Moçambique “precisa ter uma justiça imparcial e que aplique a lei, mesmo quando contrária a interesses poderosos e a interesses especiais”, aconselha aos colegas moçambicanos o juiz Sérgio Moro do Brasil.

O juiz Sérgio Moro, responsável pela maior investigação de corrupção no Brasil, a Operação Lava Jato, aconselha aos seus colegas em Moçambique a aplicarem a lei, mesmo quando “contraria a interesses poderosos e a interesses especiais”.

Em entrevista exclusiva ao grupo internacional de jornalismo colaborativo Investiga Lava Jato, do qual o @Verdade é parte, Sérgio Moro afirmou que a investigação que conduz, e já levou a condenação do antigo Presidente do Brasil, Luís Inácio Lula da Silva, assim como a denúncia do actual Presidente Michel Temer, mostra que é possível combater a corrupção: “Acho que não se deve se perder as esperanças e passar a acreditar que a corrupção é um dado da natureza, é algo inevitável, é algo que não possa ser enfrentado”.

Investiga Lava Jato - Pela primeira vez na história, um presidente da República foi denunciado no exercício do mandato, decorrente principalmente da Operação Lava Jato.
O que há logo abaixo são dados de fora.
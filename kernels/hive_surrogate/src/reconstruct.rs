// Surrogate reconstruction core
//
// Combines the two pre-trained artifacts: the boosted-tree regressor maps
// (time, parameters) to reduced POD coefficients, and the linear basis
// expands those coefficients back into a full spatial field. This is the
// whole forward model - everything upstream of it (training, mode
// selection) happened offline, and everything downstream (plots, mesh
// scenes) only consumes its output.

use ndarray::{Array1, ArrayView1};
use std::path::Path;

use crate::basis::PodBasis;
use crate::error::SurrogateError;
use crate::regressor::GradientBoostedRegressor;
use crate::types::{ReconstructionRequest, TimeGrid, TimeSeries};

// ============================================================================
// RECONSTRUCTOR
// ============================================================================

// Owns the two artifacts for the lifetime of the session. Loading happens
// once; after that `reconstruct` touches no mutable state and is safely
// reentrant.
#[derive(Debug, Clone)]
pub struct SurrogateReconstructor {
    regressor: GradientBoostedRegressor,
    basis: PodBasis,
}

impl SurrogateReconstructor {
    // Load both artifacts from disk. Either file missing, malformed, or
    // internally inconsistent aborts construction - there is no partially
    // loaded reconstructor.
    pub fn from_files(
        regressor_path: impl AsRef<Path>,
        basis_path: impl AsRef<Path>,
    ) -> Result<Self, SurrogateError> {
        let regressor = GradientBoostedRegressor::from_file(regressor_path)?;
        let basis = PodBasis::from_npz(basis_path)?;
        Ok(Self::new(regressor, basis))
    }

    // Assemble from already-loaded parts (tests, embedding in a service)
    pub fn new(regressor: GradientBoostedRegressor, basis: PodBasis) -> Self {
        Self { regressor, basis }
    }

    #[inline]
    pub fn basis(&self) -> &PodBasis {
        &self.basis
    }

    #[inline]
    pub fn regressor(&self) -> &GradientBoostedRegressor {
        &self.regressor
    }

    // Reconstruct the full field for one (time, parameters) point
    //
    // 1. feature row = [time, parameters...] in training order
    // 2. regressor forward pass -> reduced coefficients
    // 3. effective modes = min(requested, predicted, stored)
    // 4. linear expansion: mean + Σ coef[i] * scale[i] * component_row[i]
    pub fn reconstruct(
        &self,
        request: &ReconstructionRequest,
    ) -> Result<Array1<f64>, SurrogateError> {
        let coefficients = self.regressor.predict(&request.features())?;
        Ok(self.basis.expand(coefficients.view(), request.num_modes))
    }

    // Reconstruct and collapse to a scalar with a caller-supplied reduction
    // (e.g. the field maximum for a peak-temperature readout)
    pub fn reconstruct_reduced<R>(
        &self,
        request: &ReconstructionRequest,
        reduction: R,
    ) -> Result<f64, SurrogateError>
    where
        R: Fn(ArrayView1<'_, f64>) -> f64,
    {
        let field = self.reconstruct(request)?;
        Ok(reduction(field.view()))
    }

    // Evaluate the surrogate over a time grid with fixed parameters
    //
    // Every grid point's field is reduced to one scalar for the series; the
    // final grid point's full-resolution field is kept as the snapshot for
    // spatial rendering. One pass produces both outputs.
    pub fn time_series<R>(
        &self,
        grid: &TimeGrid,
        parameters: &[f64],
        num_modes: usize,
        reduction: R,
    ) -> Result<TimeSeries, SurrogateError>
    where
        R: Fn(ArrayView1<'_, f64>) -> f64,
    {
        self.time_series_with_progress(grid, parameters, num_modes, reduction, |_| {})
    }

    // Same as `time_series`, reporting completed grid points to `progress`
    // (drives the CLI progress bar; library callers pass a no-op)
    pub fn time_series_with_progress<R, P>(
        &self,
        grid: &TimeGrid,
        parameters: &[f64],
        num_modes: usize,
        reduction: R,
        mut progress: P,
    ) -> Result<TimeSeries, SurrogateError>
    where
        R: Fn(ArrayView1<'_, f64>) -> f64,
        P: FnMut(u64),
    {
        let points = grid.points();

        let mut times = Vec::with_capacity(points.len());
        let mut values = Vec::with_capacity(points.len());
        let mut snapshot = None;

        for (i, &t) in points.iter().enumerate() {
            let request = ReconstructionRequest::new(t, parameters.to_vec(), num_modes);
            let field = self.reconstruct(&request)?;

            times.push(t);
            values.push(reduction(field.view()));
            // Last iteration's full field is the one rendered spatially
            if i == points.len() - 1 {
                snapshot = Some(field);
            }
            progress(i as u64 + 1);
        }

        // A validated TimeGrid always yields at least its start point
        let snapshot = snapshot.ok_or_else(|| {
            SurrogateError::DimensionMismatch("time grid produced no points".to_string())
        })?;

        Ok(TimeSeries {
            times,
            values,
            snapshot,
        })
    }
}

// Field maximum, the standard reduction for the pulse plot
pub fn max_reduction(field: ArrayView1<'_, f64>) -> f64 {
    field.iter().copied().fold(f64::NEG_INFINITY, f64::max)
}

#[cfg(test)]
mod tests {
    use super::*;
    use crate::regressor::Tree;
    use ndarray::{arr1, arr2};

    // Regressor that always predicts [2, 3] regardless of input
    fn constant_regressor() -> GradientBoostedRegressor {
        let leaf = |group, value| Tree {
            group,
            split_feature: vec![0],
            threshold: vec![0.0],
            left: vec![-1],
            right: vec![-1],
            weight: vec![value],
        };
        GradientBoostedRegressor::new(3, 2, vec![0.0, 0.0], vec![leaf(0, 2.0), leaf(1, 3.0)])
            .unwrap()
    }

    fn identity_reconstructor() -> SurrogateReconstructor {
        let basis = PodBasis::new(
            arr1(&[0.0, 0.0]),
            arr2(&[[1.0, 0.0], [0.0, 1.0]]),
            arr1(&[1.0, 1.0]),
        )
        .unwrap();
        SurrogateReconstructor::new(constant_regressor(), basis)
    }

    #[test]
    fn test_identity_basis_oracle() {
        // mean=0, components=I, scale=1, prediction [2,3] -> field [2,3]
        let model = identity_reconstructor();
        let field = model
            .reconstruct(&ReconstructionRequest::new(30.0, vec![1.0, 2.0], 2))
            .unwrap();
        assert_eq!(field.to_vec(), vec![2.0, 3.0]);
    }

    #[test]
    fn test_over_asked_modes_clamp() {
        let model = identity_reconstructor();
        // Regressor emits 2 coefficients; asking for 10 modes must use 2
        let field = model
            .reconstruct(&ReconstructionRequest::new(30.0, vec![1.0, 2.0], 10))
            .unwrap();
        assert_eq!(field.to_vec(), vec![2.0, 3.0]);
    }

    #[test]
    fn test_zero_modes_is_mean() {
        let basis = PodBasis::new(
            arr1(&[300.0, 350.0]),
            arr2(&[[1.0, 0.0], [0.0, 1.0]]),
            arr1(&[1.0, 1.0]),
        )
        .unwrap();
        let model = SurrogateReconstructor::new(constant_regressor(), basis);
        let field = model
            .reconstruct(&ReconstructionRequest::new(5.0, vec![0.0, 0.0], 0))
            .unwrap();
        assert_eq!(field.to_vec(), vec![300.0, 350.0]);
    }

    #[test]
    fn test_deterministic() {
        let model = identity_reconstructor();
        let request = ReconstructionRequest::new(45.0, vec![0.3, 0.7], 2);
        let a = model.reconstruct(&request).unwrap();
        let b = model.reconstruct(&request).unwrap();
        assert_eq!(a, b);
    }

    #[test]
    fn test_reduction_applied() {
        let model = identity_reconstructor();
        let peak = model
            .reconstruct_reduced(
                &ReconstructionRequest::new(30.0, vec![1.0, 2.0], 2),
                max_reduction,
            )
            .unwrap();
        assert_eq!(peak, 3.0);
    }

    #[test]
    fn test_wrong_parameter_count_surfaces() {
        let model = identity_reconstructor();
        // Regressor expects [time] + 2 parameters
        let result = model.reconstruct(&ReconstructionRequest::new(30.0, vec![1.0], 2));
        assert!(matches!(
            result,
            Err(SurrogateError::DimensionMismatch(_))
        ));
    }

    #[test]
    fn test_time_series_default_grid() {
        let model = identity_reconstructor();
        let series = model
            .time_series(&TimeGrid::default(), &[1.0, 2.0], 2, max_reduction)
            .unwrap();

        assert_eq!(series.len(), 12);
        assert_eq!(series.times[0], 5.0);
        assert_eq!(series.times[11], 60.0);
        // Constant regressor: every series value is max([2,3]) = 3
        assert!(series.values.iter().all(|&v| v == 3.0));
        // Snapshot is the final full field, unreduced
        assert_eq!(series.snapshot.to_vec(), vec![2.0, 3.0]);
    }

    #[test]
    fn test_series_values_match_snapshot_reduction() {
        let model = identity_reconstructor();
        let series = model
            .time_series(&TimeGrid::default(), &[1.0, 2.0], 2, max_reduction)
            .unwrap();
        assert_eq!(
            *series.values.last().unwrap(),
            max_reduction(series.snapshot.view())
        );
    }

    #[test]
    fn test_progress_reports_every_point() {
        let model = identity_reconstructor();
        let mut seen = Vec::new();
        model
            .time_series_with_progress(
                &TimeGrid::default(),
                &[1.0, 2.0],
                2,
                max_reduction,
                |done| seen.push(done),
            )
            .unwrap();
        assert_eq!(seen, (1..=12).collect::<Vec<u64>>());
    }

    #[test]
    fn test_max_reduction() {
        assert_eq!(max_reduction(arr1(&[1.0, 5.0, 3.0]).view()), 5.0);
        assert_eq!(max_reduction(arr1(&[-3.0, -1.0]).view()), -1.0);
    }

    #[test]
    fn test_from_files_round_trip() {
        use ndarray_npy::NpzWriter;
        use std::fs::{self, File};

        let dir = std::env::temp_dir().join(format!("hive_artifacts_{}", std::process::id()));
        fs::create_dir_all(&dir).unwrap();

        let regressor_path = dir.join("xgb_model.json");
        fs::write(
            &regressor_path,
            r#"{
                "num_features": 3,
                "num_outputs": 2,
                "base_score": [2.0, 3.0],
                "trees": []
            }"#,
        )
        .unwrap();

        let basis_path = dir.join("pod_weights_truncated.npz");
        {
            let mut npz = NpzWriter::new(File::create(&basis_path).unwrap());
            npz.add_array("mean", &arr1(&[0.0, 0.0])).unwrap();
            npz.add_array("pca_components", &arr2(&[[1.0, 0.0], [0.0, 1.0]]))
                .unwrap();
            npz.add_array("pca_std", &arr1(&[1.0, 1.0])).unwrap();
            npz.finish().unwrap();
        }

        let model = SurrogateReconstructor::from_files(&regressor_path, &basis_path).unwrap();
        let field = model
            .reconstruct(&ReconstructionRequest::new(30.0, vec![1.0, 2.0], 2))
            .unwrap();
        fs::remove_dir_all(&dir).ok();

        assert_eq!(field.to_vec(), vec![2.0, 3.0]);
    }

    #[test]
    fn test_missing_regressor_file_fails_load() {
        let result =
            SurrogateReconstructor::from_files("/nonexistent/xgb.json", "/nonexistent/pod.npz");
        assert!(result.is_err());
    }
}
Como o Sr. avalia essa situação?

Sérgio Moro - Eu prefiro não fazer comentários sobre casos pendentes e muito concretos. Existe uma série de limitações sobre isso. Embora seja um caso que está sob outra jurisdição, eu vou ficar devendo essa resposta. Não seria apropriado que eu fizesse qualquer comentário.

Investiga Lava Jato - O Ministro Gilmar Mendes tem sido um dos principais críticos à Lava Jato no Supremo e afirmou recentemente que a operação criou um “direito penal de Curitiba; normas que não têm a ver com o que está na lei”.

Sérgio Moro - Eu não faria nenhuma réplica à crítica do Ministro. É o entendimento dele; não seria apropriado. Juízes têm entendimentos diferentes sobre diversos assuntos. Não obstante, nos casos aqui julgados, o que tem sido aplicado é a lei, basicamente, sem que haja qualquer extravagância.

No caso da Operação Lava Jato, o que foi constatado é que havia uma corrupção sistémica, espalhada, penetrante e profunda na administração pública. E que, para a interrupção desse ciclo de crimes, era necessário tomar algumas medidas drásticas – entre elas, por exemplo, as prisões antes do julgamento. Mas isso sempre foi feito segundo a lei, com a possibilidade de as pessoas insatisfeitas recorrerem às outras cortes. E essas decisões têm sido, como regra, mantidas. Não há nenhum direito extraordinário sendo aplicado.

Investiga Lava Jato - O contexto tornou as medidas necessárias?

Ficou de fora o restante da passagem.